> _Work to be completed_: Each line of the entries that mentions the string "Ordering" needs to be reported.

** Data extracts follows **

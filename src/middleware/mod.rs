//! Middlewares shipped with ctrlkit

pub mod auth;
pub mod connection;
pub mod trace;

pub use auth::RequireSession;
pub use connection::EnsureConnected;
pub use trace::RequestLogger;
//! Tags

use serde::{Deserialize, Serialize};
use validator::Validate;

use crate::core::repository::Entity;
use crate::core::store::Document;
use crate::core::validation::not_blank;

#[derive(Debug, Clone, PartialEq, Serialize, Deserialize)]
#[serde(rename_all = "camelCase")]
pub struct Tag {
    pub id: String,
    pub name: String,
    #[serde(default, skip_serializing_if = "Option::is_none")]
    pub color: Option<String>,
    #[serde(default, skip_serializing_if = "Option::is_none")]
    pub creator_user_id: Option<String>,
    #[serde(default, skip_serializing_if = "Option::is_none")]
    pub updater_user_id: Option<String>,
    #[serde(default, skip_serializing_if = "Option::is_none")]
    pub created_at: Option<String>,
    #[serde(default, skip_serializing_if = "Option::is_none")]
    pub updated_at: Option<String>,
    #[serde(flatten)]
    pub extra: Document,
}

impl Entity for Tag {
    const COLLECTION: &'static str = "tags";

    fn id(&self) -> &str {
        &self.id
    }
}

/// Body of `POST /tags`
#[derive(Debug, Clone, Serialize, Deserialize, Validate)]
pub struct CreateTag {
    #[validate(
        custom(function = "not_blank", message = "name must not be blank"),
        length(max = 50, message = "name must be at most 50 characters")
    )]
    pub name: String,
    #[serde(skip_serializing_if = "Option::is_none")]
    pub color: Option<String>,
}

/// Body of `PUT /tags/:id`
#[derive(Debug, Clone, Serialize, Deserialize, Validate)]
pub struct UpdateTag {
    #[validate(
        custom(function = "not_blank", message = "name must not be blank"),
        length(max = 50, message = "name must be at most 50 characters")
    )]
    #[serde(skip_serializing_if = "Option::is_none")]
    pub name: Option<String>,
    #[serde(skip_serializing_if = "Option::is_none")]
    pub color: Option<String>,
}

/// One entry of a bulk insert: new without `id`, a rename with it
#[derive(Debug, Clone, Serialize, Deserialize, Validate)]
pub struct TagUpsert {
    #[serde(skip_serializing_if = "Option::is_none")]
    pub id: Option<String>,
    #[validate(
        custom(function = "not_blank", message = "name must not be blank"),
        length(max = 50, message = "name must be at most 50 characters")
    )]
    pub name: String,
    #[serde(skip_serializing_if = "Option::is_none")]
    pub color: Option<String>,
}

/// Body of `POST /tags/bulk`
#[derive(Debug, Clone, Default, Serialize, Deserialize, Validate)]
pub struct BulkTags {
    #[serde(default)]
    #[validate(nested)]
    pub insert: Vec<TagUpsert>,
    /// Ids to remove
    #[serde(default)]
    pub delete: Vec<String>,
}

/// Response of `POST /tags/bulk`
#[derive(Debug, Clone, PartialEq, Serialize, Deserialize)]
pub struct BulkTagResult {
    pub created: Vec<Tag>,
    pub updated: Vec<Tag>,
    /// Number of tags actually removed
    pub deleted: u64,
}
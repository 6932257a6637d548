//! Tag API: generic CRUD plus a transactional bulk endpoint

use std::sync::Arc;

use super::rest::{Resource, RestController};
use crate::core::error::{AppError, ConfigError};
use crate::core::repository::encode;
use crate::core::store::{Transaction, finish_transaction};
use crate::entities::{BulkTagResult, BulkTags, CreateTag, Tag, UpdateTag};
use crate::routing::{
    ActionHandler, Controller, ControllerKey, Outcome, Registry, RequestContext, action,
};

impl Resource for Tag {
    type Create = CreateTag;
    type Update = UpdateTag;
}

pub struct TagsController {
    rest: Arc<RestController<Tag>>,
}

impl TagsController {
    pub fn new(rest: RestController<Tag>) -> Self {
        Self {
            rest: Arc::new(rest),
        }
    }

    /// `POST /bulk`
    ///
    /// Entries of `insert` without an id are created, entries with one rename
    /// or recolor that tag. Ids in `delete` are removed; unknown ones are
    /// skipped. Everything commits together or not at all.
    pub async fn bulk(&self, cx: RequestContext) -> Result<Outcome, AppError> {
        let input: BulkTags = cx.validated_json()?;
        let store = self.rest.repository().store().clone();

        let mut tx = store.start_transaction().await?;
        let result = self.apply_bulk(&cx, input, &mut tx).await;
        let summary = finish_transaction(store.as_ref(), tx, result).await?;

        tracing::info!(
            created = summary.created.len(),
            updated = summary.updated.len(),
            deleted = summary.deleted,
            "applied bulk tag changes"
        );
        Outcome::json(&summary)
    }

    async fn apply_bulk(
        &self,
        cx: &RequestContext,
        input: BulkTags,
        tx: &mut Transaction,
    ) -> Result<BulkTagResult, AppError> {
        let mut summary = BulkTagResult {
            created: Vec::new(),
            updated: Vec::new(),
            deleted: 0,
        };

        for mut entry in input.insert {
            match entry.id.take() {
                Some(id) => {
                    let patch = encode(&entry)?;
                    let tag = self
                        .rest
                        .update_document(cx, &id, patch, Some(&mut *tx))
                        .await?
                        .ok_or_else(|| AppError::validation(format!("unknown tag '{}'", id)))?;
                    summary.updated.push(tag);
                }
                None => {
                    let tag = self
                        .rest
                        .create_document(cx, encode(&entry)?, Some(&mut *tx))
                        .await?;
                    summary.created.push(tag);
                }
            }
        }

        for id in input.delete {
            if self
                .rest
                .delete_document(cx, &id, Some(&mut *tx))
                .await?
                .is_some()
            {
                summary.deleted += 1;
            }
        }
        Ok(summary)
    }
}

impl Controller for TagsController {
    const KEY: ControllerKey = "tags";

    fn declare(registry: &mut Registry) -> Result<(), ConfigError> {
        RestController::<Tag>::declare(registry)?;
        registry.declare_once(Self::KEY, |r| {
            r.controller_with_parent(Self::KEY, RestController::<Tag>::KEY)?
                .post("/bulk", "bulk")?;
            Ok(())
        })
    }

    fn bind(self: Arc<Self>, method: &str) -> Option<ActionHandler> {
        match method {
            "bulk" => Some(action(&self, |c, cx| async move { c.bulk(cx).await })),
            other => self.rest.clone().bind(other),
        }
    }
}
pub mod blocking;
pub mod cancel;

pub use blocking::BlockingPriorityQueue;
pub use cancel::{CancellationSource, CancellationToken, Registration};
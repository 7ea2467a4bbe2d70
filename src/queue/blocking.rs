//! Blocking priority queue with cancellable take.
//!
//! Wraps a [`SortedBag`] in a `parking_lot::Mutex` and pairs it with a
//! `Condvar` so consumers can park until an element arrives. Producers never
//! block; the only suspension point in the crate is the consumer wait loop.
//!
//! ## Architecture
//!
//! ```text
//! ┌──────────────────────────────────────────────────────────────────┐
//! │                 BlockingPriorityQueue<T> (Arc handle)            │
//! │                                                                  │
//! │   Mutex<SortedBag<T>>            Condvar `available`             │
//! │   ┌───────────────────┐          ┌───────────────────────────┐   │
//! │   │ [1, 3, 5, 9]      │          │ parked consumers          │   │
//! │   │           ▲ max   │          │ notify_all on every add   │   │
//! │   └───────────────────┘          └───────────────────────────┘   │
//! └──────────────────────────────────────────────────────────────────┘
//!
//! add(item):                        take_with(token):
//!   lock                              cancelled? → Err(Cancelled)
//!   bag.add(item)                     lock; cancelled? → Err(Cancelled)
//!   notify_all                        non-empty? → Ok(bag.take())
//!   unlock                            register wake callback
//!                                     loop:
//!                                       cancelled? → Err(Cancelled)
//!                                       wait_for(30s)
//!                                       cancelled? → Err(Cancelled)
//!                                       non-empty? → Ok(bag.take())
//! ```
//!
//! ## Operations
//!
//! | Operation    | Blocking | Time                                |
//! |--------------|----------|-------------------------------------|
//! | `add`        | no       | O(n) under the lock                 |
//! | `add_many`   | no       | O(n) per element                    |
//! | `take`       | yes      | O(1) on wake                        |
//! | `take_with`  | yes      | O(1) on wake, cancellable           |
//! | `try_take`   | no       | O(1)                                |
//! | `peek`       | no       | O(1) + clone                        |
//! | `snapshot`   | no       | O(n) copy, enumerate without lock   |
//!
//! ## Wait protocol
//!
//! The wait uses the standard predicate loop: lock, loop while empty, wait,
//! re-check. Waits are bounded by a 30-second safety period so a
//! cancellation signalled outside the parked window can never strand a
//! waiter; callers never observe a timeout condition, the loop just
//! re-checks and parks again. A cancellation callback registered for the
//! duration of the wait re-acquires this queue's lock and broadcasts, which
//! guarantees a parked waiter wakes promptly when cancelled. Cancellation
//! wins over a concurrently available element at every checkpoint.
//!
//! ## Ordering guarantees
//!
//! Operations are totally ordered by lock acquisition. A broadcast wake
//! releases every parked consumer; at most one wins each available element
//! and the rest re-check emptiness and park again. No fairness guarantee.

use std::cmp::Ordering;
use std::sync::Arc;
use std::time::Duration;

use parking_lot::{Condvar, Mutex};

use crate::ds::SortedBag;
use crate::error::Cancelled;
use crate::queue::cancel::CancellationToken;

/// Upper bound on a single park. Bounds how long a waiter can miss a wake;
/// never surfaced to callers.
const SAFETY_WAKE_PERIOD: Duration = Duration::from_secs(30);

struct Shared<T> {
    bag: Mutex<SortedBag<T>>,
    available: Condvar,
}

/// Thread-safe priority queue whose `take` blocks until an element exists.
///
/// The queue is a cheap clonable handle; clones share the same underlying
/// state. Elements come back highest-priority first under the configured
/// comparison, with ties returned last-inserted-first.
///
/// # Example
///
/// ```
/// use synckit::queue::BlockingPriorityQueue;
///
/// let queue = BlockingPriorityQueue::new();
/// queue.add_many([5, 1, 9, 3]);
///
/// assert_eq!(queue.take(), 9);
/// assert_eq!(queue.take(), 5);
/// assert_eq!(queue.try_take(), Some(3));
/// ```
///
/// # Cancellation
///
/// ```
/// use synckit::error::Cancelled;
/// use synckit::queue::{BlockingPriorityQueue, CancellationSource};
///
/// let queue: BlockingPriorityQueue<u32> = BlockingPriorityQueue::new();
/// let source = CancellationSource::new();
/// source.cancel();
///
/// // Already-signalled token fails immediately, queue content is untouched.
/// assert_eq!(queue.take_with(&source.token()), Err(Cancelled));
/// ```
pub struct BlockingPriorityQueue<T> {
    shared: Arc<Shared<T>>,
}

impl<T> Clone for BlockingPriorityQueue<T> {
    fn clone(&self) -> Self {
        Self {
            shared: Arc::clone(&self.shared),
        }
    }
}

impl<T: Ord> BlockingPriorityQueue<T> {
    /// Creates an empty queue ordered by the type's natural `Ord`.
    pub fn new() -> Self {
        Self::from_bag(SortedBag::new())
    }
}

impl<T: Ord> Default for BlockingPriorityQueue<T> {
    fn default() -> Self {
        Self::new()
    }
}

impl<T> BlockingPriorityQueue<T> {
    /// Creates an empty queue ordered by a custom three-way comparison.
    ///
    /// # Example
    ///
    /// ```
    /// use synckit::queue::BlockingPriorityQueue;
    ///
    /// // Min-queue: smallest element has the highest priority.
    /// let queue = BlockingPriorityQueue::with_comparison(|a: &i32, b: &i32| b.cmp(a));
    /// queue.add_many([5, 1, 9]);
    /// assert_eq!(queue.take(), 1);
    /// ```
    pub fn with_comparison(compare: impl Fn(&T, &T) -> Ordering + Send + Sync + 'static) -> Self {
        Self::from_bag(SortedBag::with_comparison(compare))
    }

    fn from_bag(bag: SortedBag<T>) -> Self {
        Self {
            shared: Arc::new(Shared {
                bag: Mutex::new(bag),
                available: Condvar::new(),
            }),
        }
    }

    /// Inserts an element and wakes every parked consumer. Never blocks.
    pub fn add(&self, item: T) {
        let mut bag = self.shared.bag.lock();
        bag.add(item);
        self.shared.available.notify_all();
    }

    /// Inserts every element of `items`, then wakes every parked consumer.
    /// Never blocks.
    pub fn add_many(&self, items: impl IntoIterator<Item = T>) {
        let mut bag = self.shared.bag.lock();
        bag.add_all(items);
        self.shared.available.notify_all();
    }

    /// Removes and returns the highest-priority element, blocking until one
    /// is available.
    ///
    /// This variant never cancels; a blocked consumer is only released by an
    /// insertion. Use [`take_with`](Self::take_with) when the wait must be
    /// interruptible.
    pub fn take(&self) -> T {
        let mut bag = self.shared.bag.lock();
        loop {
            if let Some(item) = bag.take() {
                return item;
            }
            self.shared.available.wait(&mut bag);
        }
    }

    /// Removes and returns the highest-priority element, blocking until one
    /// is available or `token` is cancelled.
    ///
    /// Cancellation is observed at three checkpoints: before acquiring the
    /// lock, after acquiring it, and on every wake of the wait loop. While
    /// parked, a callback registered on `token` re-acquires the lock and
    /// broadcasts, so a cancel signalled mid-wait unblocks the consumer
    /// promptly; the registration is released on every exit path.
    ///
    /// # Errors
    ///
    /// Returns [`Cancelled`] if the token was signalled before an element
    /// was claimed.
    pub fn take_with(&self, token: &CancellationToken) -> Result<T, Cancelled>
    where
        T: Send + 'static,
    {
        if token.is_cancelled() {
            return Err(Cancelled);
        }
        let mut bag = self.shared.bag.lock();
        if token.is_cancelled() {
            return Err(Cancelled);
        }
        if let Some(item) = bag.take() {
            return Ok(item);
        }

        let shared = Arc::clone(&self.shared);
        let _registration = token.register(move || {
            // Taking the lock delays the broadcast until the waiter is
            // parked, closing the gap between its cancel check and wait.
            let _guard = shared.bag.lock();
            shared.available.notify_all();
        });

        loop {
            if token.is_cancelled() {
                return Err(Cancelled);
            }
            let _ = self
                .shared
                .available
                .wait_for(&mut bag, SAFETY_WAKE_PERIOD);
            if token.is_cancelled() {
                return Err(Cancelled);
            }
            if let Some(item) = bag.take() {
                return Ok(item);
            }
        }
    }

    /// Removes and returns the highest-priority element if one is present.
    /// Never blocks; `None` means empty, not failure.
    pub fn try_take(&self) -> Option<T> {
        self.shared.bag.lock().take()
    }

    /// Returns a clone of the highest-priority element without removing it.
    /// Never blocks.
    pub fn peek(&self) -> Option<T>
    where
        T: Clone,
    {
        self.shared.bag.lock().peek().cloned()
    }

    /// Returns the number of queued elements.
    pub fn len(&self) -> usize {
        self.shared.bag.lock().len()
    }

    /// Returns `true` if no elements are queued.
    pub fn is_empty(&self) -> bool {
        self.shared.bag.lock().is_empty()
    }

    /// Returns `true` if an equal element is queued. O(n) under the lock.
    pub fn contains(&self, item: &T) -> bool
    where
        T: PartialEq,
    {
        self.shared.bag.lock().contains(item)
    }

    /// Removes the first element equal to `item`. O(n) under the lock.
    ///
    /// Returns `true` if an element was removed. Removal never unblocks a
    /// waiter, so no wake is broadcast.
    pub fn remove(&self, item: &T) -> bool
    where
        T: PartialEq,
    {
        self.shared.bag.lock().remove(item)
    }

    /// Removes every queued element.
    pub fn clear(&self) {
        self.shared.bag.lock().clear();
    }

    /// Returns a copy of the queue contents in descending priority order.
    ///
    /// The lock is held only while copying; callers enumerate the snapshot
    /// without blocking producers or consumers. Later mutations never affect
    /// an existing snapshot.
    pub fn snapshot(&self) -> Vec<T>
    where
        T: Clone,
    {
        self.shared.bag.lock().iter().cloned().collect()
    }
}

impl<T> std::fmt::Debug for BlockingPriorityQueue<T> {
    fn fmt(&self, f: &mut std::fmt::Formatter<'_>) -> std::fmt::Result {
        f.debug_struct("BlockingPriorityQueue")
            .field("len", &self.len())
            .finish_non_exhaustive()
    }
}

** End of Data extracts **

> _Task answer_:
//! ## Ordering guarantees
use std::cmp::Ordering;
    pub fn with_comparison(compare: impl Fn(&T, &T) -> Ordering + Send + Sync + 'static) -> Self {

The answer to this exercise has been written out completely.